Interleukin-15 increases neutrophil adhesion onto human respiratory epithelial A549 cells and attracts neutrophilsin vivo

Abstract

Interleukin-15 (IL-15) is a neutrophil agonist that plays a role in inflammatory disorders, including a variety of pulmonary diseases. Adhesion of neutrophils onto pulmonary cells is a major event leading to development of inflammation. Recently, elevated levels of IL-15 have been associated with different pulmonary diseases. There is no clear evidence that IL-15 modulates cell surface expression of adhesion molecules in neutrophils, or that IL-15 is involved in neutrophil adhesion onto pulmonary cells. Also, it is not clear if IL-15 induces a neutrophilic inflammation in vivo. This study was aimed at elucidation of these issues. Neutrophils were treated with IL-15 and cell surface expression of CD11a, CD11b, CD11c and CD18 was monitored by flow cytometry. The human respiratory epithelial A549 cell line was used as a substrate for the neutrophil adhesion assay and cell surface expression of CD50, CD54 and CD106 was monitored in IL-15-induced A549 cells. The murine air pouch model was used for investigating potential neutrophilic inflammation induced by IL-15 in vivo.
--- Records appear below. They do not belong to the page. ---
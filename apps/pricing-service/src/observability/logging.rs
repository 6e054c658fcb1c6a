//! Structured logging setup.
//!
//! `RUST_LOG` takes precedence over the configured default filter.

use tracing_subscriber::EnvFilter;
use tracing_subscriber::layer::SubscriberExt;
use tracing_subscriber::util::SubscriberInitExt;

use crate::config::ObservabilityConfig;

/// Error type for logging setup.
#[derive(Debug, thiserror::Error)]
pub enum LoggingError {
    /// The configured filter directive is malformed.
    #[error("invalid log filter '{filter}': {reason}")]
    InvalidFilter {
        /// Offending directive.
        filter: String,
        /// Parser message.
        reason: String,
    },
    /// A global subscriber is already installed.
    #[error("failed to install tracing subscriber: {0}")]
    Installation(String),
}

/// Build the filter, preferring `RUST_LOG` over `default_filter`.
///
/// # Errors
///
/// Returns `LoggingError::InvalidFilter` if `default_filter` cannot be parsed.
pub fn build_env_filter(default_filter: &str) -> Result<EnvFilter, LoggingError> {
    if let Ok(filter) = EnvFilter::try_from_default_env() {
        return Ok(filter);
    }
    EnvFilter::try_new(default_filter).map_err(|e| LoggingError::InvalidFilter {
        filter: default_filter.to_string(),
        reason: e.to_string(),
    })
}

/// Install the global `fmt` subscriber.
///
/// # Errors
///
/// Returns an error if the filter is invalid or a subscriber is already set.
pub fn init_tracing(config: &ObservabilityConfig) -> Result<(), LoggingError> {
    let env_filter = build_env_filter(&config.log_filter)?;

    tracing_subscriber::registry()
        .with(env_filter)
        .with(tracing_subscriber::fmt::layer().with_target(true))
        .try_init()
        .map_err(|e| LoggingError::Installation(e.to_string()))?;

    tracing::debug!(filter = %config.log_filter, "Logging initialized");
    Ok(())
}
//! Infrastructure Layer
//!
//! Driven adapters implementing the ports defined in the application layer:
//!
//! - `providers/`: pricing and market-data providers (placeholder and HTTP)

pub mod providers;
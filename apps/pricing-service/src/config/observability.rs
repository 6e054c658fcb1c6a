//! Observability configuration for logging and metrics.

use std::net::SocketAddr;

use serde::{Deserialize, Serialize};

/// Observability configuration.
#[derive(Debug, Clone, PartialEq, Eq, Serialize, Deserialize)]
#[serde(rename_all = "camelCase")]
pub struct ObservabilityConfig {
    /// Prometheus listener address; metrics are not exported when unset.
    #[serde(default)]
    pub metrics_addr: Option<SocketAddr>,
    /// Log filter directive used when `RUST_LOG` is unset.
    #[serde(default = "default_log_filter")]
    pub log_filter: String,
}

impl Default for ObservabilityConfig {
    fn default() -> Self {
        Self {
            metrics_addr: None,
            log_filter: default_log_filter(),
        }
    }
}

pub(crate) fn default_log_filter() -> String {
    "pricing_service=info".to_string()
}
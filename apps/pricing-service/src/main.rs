//! Pricing Service Binary
//!
//! Loads configuration, builds the enabled providers and scans them for
//! opportunities at a fixed interval until interrupted.
//!
//! # Usage
//!
//! ```bash
//! cargo run --bin pricing-service
//! ```
//!
//! # Environment Variables
//!
//! ## Required (for enabled providers)
//! - `ALPHA_VANTAGE_API_KEY`: Alpha Vantage API key
//! - `POLYGON_API_KEY`: Polygon API key
//!
//! ## Optional
//! - `PRICING_CONFIG`: YAML config path; replaces the variables below
//! - `ALPHA_VANTAGE_ENABLED` / `POLYGON_ENABLED`: toggle providers (default: true)
//! - `PRICING_CACHE_TTL`, `MAX_RETRIES`, `DEFAULT_MODEL`
//! - `OPPORTUNITY_*`: screener thresholds
//! - `STRIKE_PRICES`, `EXPIRATIONS` (JSON arrays), `VOLATILITY`,
//!   `RISK_FREE_RATE`, `DIVIDEND_YIELD`
//! - `HISTORY_DAYS`, `SCAN_INTERVAL_SECS`
//! - `METRICS_ADDR`: Prometheus listener (disabled when unset)
//! - `RUST_LOG`: Log filter (default: `pricing_service=info`)
//!
//! # Exit Codes
//!
//! - `0`: clean shutdown
//! - `1`: invalid configuration or no enabled providers

use std::collections::HashMap;
use std::process::ExitCode;
use std::time::Duration;

use anyhow::Context;
use pricing_service::application::use_cases::{ScanOpportunitiesUseCase, ScanReport};
use pricing_service::config::{AppConfig, ConfigError, load_config, load_config_from_env};
use pricing_service::domain::screening::OpportunityFinder;
use pricing_service::infrastructure::providers::build_providers;
use pricing_service::observability::{init_metrics, init_tracing};
use tokio::signal;

#[tokio::main]
async fn main() -> ExitCode {
    load_dotenv();
    let env: HashMap<String, String> = std::env::vars().collect();

    let config = match load(&env) {
        Ok(config) => config,
        Err(e) => {
            eprintln!("Failed to start service: {e}");
            return ExitCode::FAILURE;
        }
    };

    if config.enabled_providers().next().is_none() {
        eprintln!("Failed to start service: no providers enabled");
        return ExitCode::FAILURE;
    }

    match run(config).await {
        Ok(()) => ExitCode::SUCCESS,
        Err(e) => {
            eprintln!("Failed to start service: {e:#}");
            ExitCode::FAILURE
        }
    }
}

/// Load configuration from `PRICING_CONFIG` if set, otherwise from the environment.
fn load(env: &HashMap<String, String>) -> Result<AppConfig, ConfigError> {
    match env.get("PRICING_CONFIG").filter(|p| !p.trim().is_empty()) {
        Some(path) => load_config(path, env),
        None => load_config_from_env(env),
    }
}

async fn run(config: AppConfig) -> anyhow::Result<()> {
    init_tracing(&config.observability).context("initializing logging")?;

    if let Some(addr) = config.observability.metrics_addr {
        init_metrics(addr).context("starting metrics exporter")?;
    }

    let providers = build_providers(&config).context("building providers")?;
    tracing::info!(
        providers = providers.len(),
        "Starting options pricing service"
    );

    let use_case = ScanOpportunitiesUseCase::new(
        providers,
        OpportunityFinder::new(config.opportunity_finder.clone()),
        config.option_parameters.clone(),
        config.history_days,
    );
    tracing::info!(order = ?use_case.provider_names(), "Provider scan order");

    let mut ticker = tokio::time::interval(Duration::from_secs(config.scan_interval_secs));
    ticker.set_missed_tick_behavior(tokio::time::MissedTickBehavior::Delay);

    tracing::info!(
        interval_secs = config.scan_interval_secs,
        "Service ready - press Ctrl+C to exit"
    );

    let shutdown = shutdown_signal();
    tokio::pin!(shutdown);

    loop {
        tokio::select! {
            _ = ticker.tick() => {
                let report = use_case.execute().await;
                log_report(&report);
            }
            () = &mut shutdown => {
                break;
            }
        }
    }

    tracing::info!("Pricing service stopped");
    Ok(())
}

fn log_report(report: &ScanReport) {
    for result in &report.premium {
        tracing::info!(
            strike = result.parameters.strike_price,
            underlying = result.parameters.underlying_price,
            days = result.days_to_expiration(),
            delta = result.greeks.delta,
            vega = result.greeks.vega,
            "Premium opportunity"
        );
    }
    for result in &report.hedge {
        tracing::info!(
            strike = result.parameters.strike_price,
            underlying = result.parameters.underlying_price,
            days = result.days_to_expiration(),
            gamma = result.greeks.gamma,
            theta = result.greeks.theta,
            "Hedge opportunity"
        );
    }
}

/// Load `.env` from the working directory or the nearest ancestor.
fn load_dotenv() {
    if dotenvy::dotenv().is_ok() {
        return;
    }

    if let Ok(cwd) = std::env::current_dir() {
        let mut dir = cwd.as_path();
        while let Some(parent) = dir.parent() {
            let env_path = parent.join(".env");
            if env_path.exists() {
                let _ = dotenvy::from_path(&env_path);
                return;
            }
            dir = parent;
        }
    }
}

/// Wait for Ctrl+C or SIGTERM.
///
/// If a handler cannot be installed, that signal source never fires.
async fn shutdown_signal() {
    let ctrl_c = async {
        if let Err(e) = signal::ctrl_c().await {
            tracing::error!(error = %e, "Failed to install Ctrl+C handler");
            std::future::pending::<()>().await;
        }
    };

    #[cfg(unix)]
    let terminate = async {
        match signal::unix::signal(signal::unix::SignalKind::terminate()) {
            Ok(mut sigterm) => {
                sigterm.recv().await;
            }
            Err(e) => {
                tracing::error!(error = %e, "Failed to install SIGTERM handler");
                std::future::pending::<()>().await;
            }
        }
    };

    #[cfg(not(unix))]
    let terminate = std::future::pending::<()>();

    tokio::select! {
        () = ctrl_c => {
            tracing::info!("Received Ctrl+C, initiating shutdown");
        }
        () = terminate => {
            tracing::info!("Received SIGTERM, initiating shutdown");
        }
    }
}
//! Application Layer
//!
//! The application layer orchestrates domain logic through use cases.
//! It defines:
//!
//! - **Ports**: The provider contract adapters implement
//! - **Use Cases**: Scanning providers for opportunities

pub mod ports;
pub mod use_cases;

pub use ports::*;
pub use use_cases::*;
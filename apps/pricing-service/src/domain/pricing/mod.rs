//! Pricing Bounded Context
//!
//! Shared value types exchanged between providers, the orchestration
//! use case and the opportunity screener:
//! - Option parameters (inputs to a pricing request)
//! - Greeks and the pricing result envelope (outputs)
//! - The closed set of pricing models

pub mod errors;
pub mod value_objects;

pub use errors::ParameterError;
pub use value_objects::{Greeks, OptionParameters, PricingModel, PricingResult};
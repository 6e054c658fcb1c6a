//! Opportunity Finder Service
//!
//! Filters pricing results against the configured thresholds. Both passes
//! are order-preserving filters: the output is always a subsequence of the
//! input, and an empty or non-matching input yields an empty output.

use crate::domain::pricing::{PricingModel, PricingResult};
use crate::domain::screening::value_objects::ScreenerConfig;

/// Screens pricing results for premium-selling and hedging candidates.
#[derive(Debug, Clone, Default)]
pub struct OpportunityFinder {
    config: ScreenerConfig,
}

impl OpportunityFinder {
    /// Create a finder with the given thresholds.
    #[must_use]
    pub const fn new(config: ScreenerConfig) -> Self {
        Self { config }
    }

    /// Thresholds in use.
    #[must_use]
    pub const fn config(&self) -> &ScreenerConfig {
        &self.config
    }

    /// Results worth selling premium on.
    ///
    /// Only Black-Scholes results qualify. Vega must exceed the volatility
    /// threshold, the option must have at least `min_days_to_expiry` days
    /// left, and delta must fall inside the target range (inclusive).
    #[must_use]
    pub fn find_premium_opportunities(&self, results: &[PricingResult]) -> Vec<PricingResult> {
        results
            .iter()
            .filter(|result| self.is_premium_opportunity(result))
            .cloned()
            .collect()
    }

    /// Results suitable for hedging gamma exposure.
    ///
    /// Gamma must exceed `hedge_min_gamma`, the option must expire within
    /// `hedge_max_days_to_expiry` days, and theta must be below
    /// `hedge_max_theta`.
    #[must_use]
    pub fn find_hedge_opportunities(&self, results: &[PricingResult]) -> Vec<PricingResult> {
        results
            .iter()
            .filter(|result| self.is_hedge_opportunity(result))
            .cloned()
            .collect()
    }

    /// Check a single result against the premium criteria.
    #[must_use]
    pub fn is_premium_opportunity(&self, result: &PricingResult) -> bool {
        result.model_used == PricingModel::BlackScholes
            && result.greeks.vega > self.config.volatility_threshold
            && result.days_to_expiration() >= f64::from(self.config.min_days_to_expiry)
            && self.config.target_delta_range.contains(result.greeks.delta)
    }

    /// Check a single result against the hedge criteria.
    #[must_use]
    pub fn is_hedge_opportunity(&self, result: &PricingResult) -> bool {
        result.greeks.gamma > self.config.hedge_min_gamma
            && result.days_to_expiration() <= f64::from(self.config.hedge_max_days_to_expiry)
            && result.greeks.theta < self.config.hedge_max_theta
    }
}

#[cfg(test)]
mod tests {
    use proptest::prelude::*;
    use test_case::test_case;

    use super::*;
    use crate::domain::pricing::{Greeks, OptionParameters};
    use crate::domain::screening::DeltaRange;

    fn result(model: PricingModel, greeks: Greeks, time_to_expiration: f64) -> PricingResult {
        PricingResult::new(
            0.0,
            greeks,
            OptionParameters::new(100.0, 100.0, time_to_expiration),
            model,
        )
    }

    fn premium_candidate(vega: f64, delta: f64, time_to_expiration: f64) -> PricingResult {
        result(
            PricingModel::BlackScholes,
            Greeks::new(delta, 0.0, 0.0, vega, 0.0),
            time_to_expiration,
        )
    }

    fn hedge_candidate(gamma: f64, theta: f64, time_to_expiration: f64) -> PricingResult {
        result(
            PricingModel::BlackScholes,
            Greeks::new(0.5, gamma, theta, 0.0, 0.0),
            time_to_expiration,
        )
    }

    #[test]
    fn premium_includes_qualifying_result() {
        let finder = OpportunityFinder::default();
        let input = vec![premium_candidate(0.4, 0.5, 0.1)];

        assert_eq!(finder.find_premium_opportunities(&input), input);
    }

    #[test]
    fn premium_excludes_low_vega() {
        let finder = OpportunityFinder::default();
        let input = vec![premium_candidate(0.2, 0.5, 0.1)];

        assert!(finder.find_premium_opportunities(&input).is_empty());
    }

    #[test_case(PricingModel::Binomial ; "binomial")]
    #[test_case(PricingModel::MonteCarlo ; "monte carlo")]
    fn premium_excludes_other_models(model: PricingModel) {
        let finder = OpportunityFinder::default();
        let input = vec![result(model, Greeks::new(0.5, 0.0, 0.0, 0.9, 0.0), 1.0)];

        assert!(finder.find_premium_opportunities(&input).is_empty());
    }

    #[test_case(0.3, false ; "vega equal to threshold is excluded")]
    #[test_case(0.30001, true ; "vega just above threshold is included")]
    fn premium_vega_boundary(vega: f64, expected: bool) {
        let finder = OpportunityFinder::default();
        assert_eq!(
            finder.is_premium_opportunity(&premium_candidate(vega, 0.5, 1.0)),
            expected
        );
    }

    #[test_case(0.3, true ; "delta at lower bound")]
    #[test_case(0.7, true ; "delta at upper bound")]
    #[test_case(0.29, false ; "delta below range")]
    #[test_case(0.71, false ; "delta above range")]
    fn premium_delta_boundary(delta: f64, expected: bool) {
        let finder = OpportunityFinder::default();
        assert_eq!(
            finder.is_premium_opportunity(&premium_candidate(0.4, delta, 1.0)),
            expected
        );
    }

    #[test]
    fn premium_min_days_is_inclusive() {
        let finder = OpportunityFinder::new(ScreenerConfig {
            min_days_to_expiry: 365,
            ..ScreenerConfig::default()
        });

        assert!(finder.is_premium_opportunity(&premium_candidate(0.4, 0.5, 1.0)));
        assert!(!finder.is_premium_opportunity(&premium_candidate(0.4, 0.5, 0.5)));
    }

    #[test]
    fn premium_respects_custom_delta_range() {
        let finder = OpportunityFinder::new(ScreenerConfig {
            target_delta_range: DeltaRange(0.1, 0.2),
            ..ScreenerConfig::default()
        });

        assert!(finder.is_premium_opportunity(&premium_candidate(0.4, 0.15, 1.0)));
        assert!(!finder.is_premium_opportunity(&premium_candidate(0.4, 0.5, 1.0)));
    }

    #[test]
    fn hedge_includes_qualifying_result() {
        let finder = OpportunityFinder::default();
        let input = vec![hedge_candidate(0.2, -0.1, 20.0 / 365.0)];

        assert_eq!(finder.find_hedge_opportunities(&input), input);
    }

    #[test_case(0.1, -0.1, false ; "gamma equal to threshold is excluded")]
    #[test_case(0.2, -0.05, false ; "theta equal to threshold is excluded")]
    #[test_case(0.2, -0.04, false ; "theta above threshold is excluded")]
    #[test_case(0.2, -0.06, true ; "theta below threshold is included")]
    fn hedge_greek_boundaries(gamma: f64, theta: f64, expected: bool) {
        let finder = OpportunityFinder::default();
        assert_eq!(
            finder.is_hedge_opportunity(&hedge_candidate(gamma, theta, 0.05)),
            expected
        );
    }

    #[test]
    fn hedge_max_days_is_inclusive() {
        let finder = OpportunityFinder::new(ScreenerConfig {
            hedge_max_days_to_expiry: 365,
            ..ScreenerConfig::default()
        });

        assert!(finder.is_hedge_opportunity(&hedge_candidate(0.2, -0.1, 1.0)));
        assert!(!finder.is_hedge_opportunity(&hedge_candidate(0.2, -0.1, 1.5)));
    }

    #[test]
    fn hedge_excludes_long_dated_by_default() {
        let finder = OpportunityFinder::default();
        assert!(!finder.is_hedge_opportunity(&hedge_candidate(0.2, -0.1, 0.5)));
    }

    #[test]
    fn empty_input_yields_empty_output() {
        let finder = OpportunityFinder::default();
        assert!(finder.find_premium_opportunities(&[]).is_empty());
        assert!(finder.find_hedge_opportunities(&[]).is_empty());
    }

    #[test]
    fn output_preserves_input_order() {
        let finder = OpportunityFinder::default();
        let input = vec![
            premium_candidate(0.9, 0.4, 1.0),
            premium_candidate(0.1, 0.4, 1.0),
            premium_candidate(0.5, 0.6, 1.0),
            premium_candidate(0.35, 0.3, 1.0),
        ];

        let output = finder.find_premium_opportunities(&input);
        let vegas: Vec<f64> = output.iter().map(|r| r.greeks.vega).collect();
        assert_eq!(vegas, vec![0.9, 0.5, 0.35]);
    }

    fn arb_model() -> impl Strategy<Value = PricingModel> {
        prop_oneof![
            Just(PricingModel::BlackScholes),
            Just(PricingModel::Binomial),
            Just(PricingModel::MonteCarlo),
        ]
    }

    fn arb_result() -> impl Strategy<Value = PricingResult> {
        (
            arb_model(),
            0.0..1.0f64,
            0.0..0.5f64,
            -0.5..0.1f64,
            0.0..1.0f64,
            0.001..2.0f64,
        )
            .prop_map(|(model, delta, gamma, theta, vega, tte)| {
                result(model, Greeks::new(delta, gamma, theta, vega, 0.0), tte)
            })
    }

    /// True when `needle` appears in `haystack` in the same relative order.
    fn is_subsequence(needle: &[PricingResult], haystack: &[PricingResult]) -> bool {
        let mut rest = haystack.iter();
        needle.iter().all(|n| rest.any(|h| h == n))
    }

    proptest! {
        #[test]
        fn premium_never_includes_other_models(input in prop::collection::vec(arb_result(), 0..40)) {
            let finder = OpportunityFinder::default();
            let output = finder.find_premium_opportunities(&input);
            prop_assert!(output.iter().all(|r| r.model_used == PricingModel::BlackScholes));
        }

        #[test]
        fn premium_output_is_ordered_subset(input in prop::collection::vec(arb_result(), 0..40)) {
            let finder = OpportunityFinder::default();
            let output = finder.find_premium_opportunities(&input);
            prop_assert!(is_subsequence(&output, &input));
        }

        #[test]
        fn hedge_output_is_ordered_subset(input in prop::collection::vec(arb_result(), 0..40)) {
            let finder = OpportunityFinder::default();
            let output = finder.find_hedge_opportunities(&input);
            prop_assert!(is_subsequence(&output, &input));
        }

        #[test]
        fn screening_is_idempotent(input in prop::collection::vec(arb_result(), 0..40)) {
            let finder = OpportunityFinder::default();
            let premium = finder.find_premium_opportunities(&input);
            prop_assert_eq!(finder.find_premium_opportunities(&premium), premium.clone());
            let hedge = finder.find_hedge_opportunities(&input);
            prop_assert_eq!(finder.find_hedge_opportunities(&hedge), hedge.clone());
        }
    }
}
IL-15 significantly increased neutrophil cell surface expression of CD11b and CD18 and up-regulated A549 cell surface expression of CD54. Moreover, A549 cells were found to express IL-15R components and adhesion of neutrophils onto A549 cells was increased when neutrophils or A549 cells were treated with IL-15. Finally, IL-15 induced neutrophilic inflammation in vivo and concentrations of IL-6 and CXCL2/MIP-2 were increased in IL-15-induced pouches. IL-15 might participate in inflammatory pulmonary diseases by attracting neutrophils, modulating cell surface expression molecules and increasing neutrophil adhesion onto pulmonary cells.